On assimile souvent les méthodes de la non-violence à « toutes celles qui ne sont pas violentes ». À première vue, la non-violence englobe tout moyen ou attitude qui ne trouble pas la paix. On pense à la brebis (qu’on mène doucement à l’abattoir), à la joue que l’on tend à la seconde gifle (avant la crucifixion…) et au bon citoyen qui ne fait pas de vagues (pendant que tournent à plein les chambres à gaz !). Pour beaucoup, il va de soi que la non-violence respecte le cadre légal, qu’elle est gentille, qu’elle est douce et qu’elle ne se fâche jamais.
On vient de définir le contraire de la non-violence : la passivité. Peut-être est-ce le terme « non » violence lui-même, avec sa définition par la négative, qui prête à confusion.

Or, l’action non-violente, en théorie politique, est d’abord et avant tout une méthode de lutte. L’action non-violente, par définition, c’est résister. Il ne saurait en être autrement dans une société fondée sur la violence : pauvreté, sexisme, racisme, oppressions de toutes sortes. La non-violence englobe la persuasion, mais ne se limite pas à elle, heureusement! La non-coopération, qu’elle soit sociale (grève étudiante) ou économique (grève syndicale, boycott), de même que les diverses méthodes d’intervention non-violente (occupation, désobéissance civile), font également partie de l’arsenal des techniques d’action non-violente.

De nombreux mouvements ont démontré que la non-violence est une méthode capable de générer un rapport de force et qu’elle ne se réduit pas à implorer les bonnes grâces d’un pouvoir violent et insensible. Que l’on songe au mouvement essentiellement non-violent des suffragettes pour le droit de vote des femmes, à la lutte pour l’indépendance de l’Inde, au mouvement pour les droits civiques des noirEs aux États-Unis, à divers mouvements anti-guerre et sociaux ou, plus près de nous, au mouvement étudiant contre les coupures dans l’éducation… on voit que le recours qu’à des méthodes d’action non-violente a donné des résultats somme toute impressionnants dans l’histoire.

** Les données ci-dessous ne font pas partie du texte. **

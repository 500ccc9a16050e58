//! MIP builder: translates the compiled domain/constraint inputs into a
//! `good_lp` mixed-integer program.

use std::collections::BTreeMap;

use good_lp::{constraint, variable, Constraint, Expression, ProblemVariables, Variable};

use crate::constraints::CompiledConstraints;
use crate::domain::Catalog;
use crate::preflight::PreflightReport;

/// Fixed scaling constant linking workload to travel in the objective
/// (hours per patient).
pub const T_BAR_HOURS_PER_PATIENT: f64 = 0.025;

/// The default bunching window, in working days (~1 week). Unlike the
/// sparse-visit window, this is not caller-configurable.
pub const DEFAULT_BUNCHING_WINDOW: usize = 7;

/// Tunable solve parameters that are not derived from the catalog or
/// horizon.
#[derive(Debug, Clone, Copy)]
pub struct ModelOptions {
    pub max_patients_per_day: u32,
    pub lambda_param: f64,
    pub lambda_facility: f64,
    pub lambda_bunching: f64,
    pub facility_visit_window: usize,
}

/// A fully built MIP, ready to hand to the solver. Carries the variable
/// handles the post-processor needs to read back a solution.
pub struct CompiledModel {
    pub vars: ProblemVariables,
    pub objective: Expression,
    pub rows: Vec<Constraint>,
    pub x: BTreeMap<(usize, usize), Variable>,
    pub z: BTreeMap<(usize, usize), Variable>,
    pub day_count: usize,
    pub assigned_facilities: Vec<usize>,
}

fn expr_sum(vars: impl IntoIterator<Item = Variable>) -> Expression {
    vars.into_iter().map(Expression::from).sum()
}

/// Builds the MIP for one provider's horizon.
pub fn build(
    catalog: &Catalog,
    provider_idx: usize,
    day_count: usize,
    preflight: &PreflightReport,
    compiled: &CompiledConstraints,
    options: &ModelOptions,
) -> CompiledModel {
    let span = tracing::debug_span!("model::build", provider_idx, day_count);
    let _enter = span.enter();

    let assigned_facilities = catalog.assigned_facilities(provider_idx);
    let forbidden: std::collections::HashSet<(usize, usize)> =
        compiled.forbidden_visits.iter().copied().collect();
    let max = options.max_patients_per_day as f64;

    let mut vars = ProblemVariables::new();

    // x[f,d]: integer patients in [0, M], only for assigned facilities.
    let mut x = BTreeMap::new();
    for &f in &assigned_facilities {
        for d in 0..day_count {
            let v = vars.add(variable().integer().min(0).max(max));
            x.insert((f, d), v);
        }
    }

    // y[d]: binary work-day indicator.
    let mut y = Vec::with_capacity(day_count);
    for _ in 0..day_count {
        y.push(vars.add(variable().integer().min(0).max(1)));
    }

    // z[f,d]: binary visit indicator; forbidden pairs are fixed at 0.
    let mut z = BTreeMap::new();
    for &f in &assigned_facilities {
        for d in 0..day_count {
            let upper = if forbidden.contains(&(f, d)) { 0.0 } else { 1.0 };
            let v = vars.add(variable().integer().min(0).max(upper));
            z.insert((f, d), v);
        }
    }

    // h[d]: continuous home-travel surrogate.
    let mut h = Vec::with_capacity(day_count);
    for _ in 0..day_count {
        h.push(vars.add(variable().min(0)));
    }

    // w[f1,f2,d]: binary pairwise-coincidence linearization, both orders.
    let mut w = BTreeMap::new();
    for &f1 in &assigned_facilities {
        for &f2 in &assigned_facilities {
            if f1 == f2 {
                continue;
            }
            for d in 0..day_count {
                let v = vars.add(variable().integer().min(0).max(1));
                w.insert((f1, f2, d), v);
            }
        }
    }

    let x_max = vars.add(variable().min(0));

    // s_gap[f,t], s_bun[f,t]: continuous slacks, one per facility-window.
    let mut s_gap = BTreeMap::new();
    let mut s_bun = BTreeMap::new();
    for &f in &assigned_facilities {
        for t in 0..day_count {
            s_gap.insert((f, t), vars.add(variable().min(0)));
            s_bun.insert((f, t), vars.add(variable().min(0)));
        }
    }

    let mut rows = Vec::new();

    // 1. Demand coverage (equality) for facilities with positive adjusted demand.
    for &f in &assigned_facilities {
        let r_f = *preflight.adjusted_demand.get(&f).unwrap_or(&0);
        if r_f == 0 {
            continue;
        }
        let sum_x = expr_sum((0..day_count).map(|d| x[&(f, d)]));
        rows.push(constraint!(sum_x == r_f as f64));
    }

    // 2. Daily cap.
    for d in 0..day_count {
        let sum_x = expr_sum(assigned_facilities.iter().map(|&f| x[&(f, d)]));
        rows.push(constraint!(sum_x <= max));
    }

    // 3. Work-day link.
    for d in 0..day_count {
        let sum_x = expr_sum(assigned_facilities.iter().map(|&f| x[&(f, d)]));
        rows.push(constraint!(sum_x <= max * y[d]));
    }

    // 4. Visit link.
    for &f in &assigned_facilities {
        for d in 0..day_count {
            rows.push(constraint!(x[&(f, d)] <= max * z[&(f, d)]));
        }
    }

    // 5. Availability.
    for &d in &compiled.unavailable_days {
        if d < day_count {
            rows.push(constraint!(y[d] == 0.0));
        }
    }

    // 6. Workload ceiling.
    for d in 0..day_count {
        let sum_x = expr_sum(assigned_facilities.iter().map(|&f| x[&(f, d)]));
        rows.push(constraint!(x_max >= sum_x));
    }

    // 7. Home-travel surrogate.
    for d in 0..day_count {
        for &f in &assigned_facilities {
            let home_time = catalog.home_travel_hours(provider_idx, f);
            if home_time > 0.0 {
                rows.push(constraint!(h[d] >= home_time * z[&(f, d)]));
            }
        }
    }

    // 8. Pair linearization.
    for (&(f1, f2, d), &w_var) in &w {
        rows.push(constraint!(w_var <= z[&(f1, d)]));
        rows.push(constraint!(w_var <= z[&(f2, d)]));
        rows.push(constraint!(w_var >= z[&(f1, d)] + z[&(f2, d)] - 1.0));
    }

    // 9. Sparse-visit (soft), wraparound window of T_gap days.
    let t_gap = options.facility_visit_window.max(1);
    for &f in &assigned_facilities {
        for t in 0..day_count {
            let window = expr_sum((0..t_gap).map(|j| z[&(f, (t + j) % day_count)]));
            rows.push(constraint!(window + s_gap[&(f, t)] >= 1.0));
        }
    }

    // 10. Bunching (soft), wraparound window of T_bun days.
    let t_bun = DEFAULT_BUNCHING_WINDOW.max(1);
    for &f in &assigned_facilities {
        for t in 0..day_count {
            let window = expr_sum((0..t_bun).map(|j| z[&(f, (t + j) % day_count)]));
            rows.push(constraint!(window - s_bun[&(f, t)] <= 1.0));
        }
    }

    // 11. Required visits.
    for &(f, d) in &compiled.required_visits {
        rows.push(constraint!(x[&(f, d)] >= 1.0));
    }
    // 12. Forbidden visits are encoded in z's upper bound at creation time.

    // Objective.
    let home_travel_term = expr_sum(h.iter().copied());

    let mut facility_travel_term = Expression::from(0.0);
    for (&(f1, f2, _d), &w_var) in &w {
        let travel = catalog.facility_travel_hours(f1, f2);
        if travel > 0.0 {
            facility_travel_term = facility_travel_term + w_var * travel;
        }
    }

    let workload_term = x_max * (options.lambda_param * T_BAR_HOURS_PER_PATIENT);

    let gap_term = expr_sum(s_gap.values().copied()) * options.lambda_facility;
    let bunching_term = expr_sum(s_bun.values().copied()) * options.lambda_bunching;

    let objective = home_travel_term + facility_travel_term + workload_term + gap_term + bunching_term;

    tracing::info!(
        variables = assigned_facilities.len() * day_count * 2 + day_count * 2,
        constraints = rows.len(),
        "model built"
    );

    CompiledModel {
        vars,
        objective,
        rows,
        x,
        z,
        day_count,
        assigned_facilities,
    }
}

La non-violence ne suppose pas que nos opposants seront doux et gentils avec nous. Au contraire, l’histoire démontre amplement que les mouvements non-violents efficaces feront face à une répression parfois brutale et sanglante. La stratégie non-violente a toutefois comme avantage de minimiser la répression puisque, dénué d’un prétexte, l’appareil répressif se voit politiquement entravé.
Toute l’idée de la non-violence repose sur ce constat bien simple : « aucun gouvernement ne peut survivre ne serait-ce qu’un seul instant sans la coopération, volontaire ou forcée, de la population; et si celle-ci devait soudainement lui retirer sa coopération jusque dans les moindres détails, le gouvernement s’en trouverait aussitôt paralysé » (Gandhi).
Notre tâche est donc bien celle-ci : d’amener les secteurs plus larges possibles de la population à cesser de coopérer avec un système qui est en train de nous détruire, de détruire la planète et, avec elle, de dérober à l’humanité tout entière le concept même d’avenir.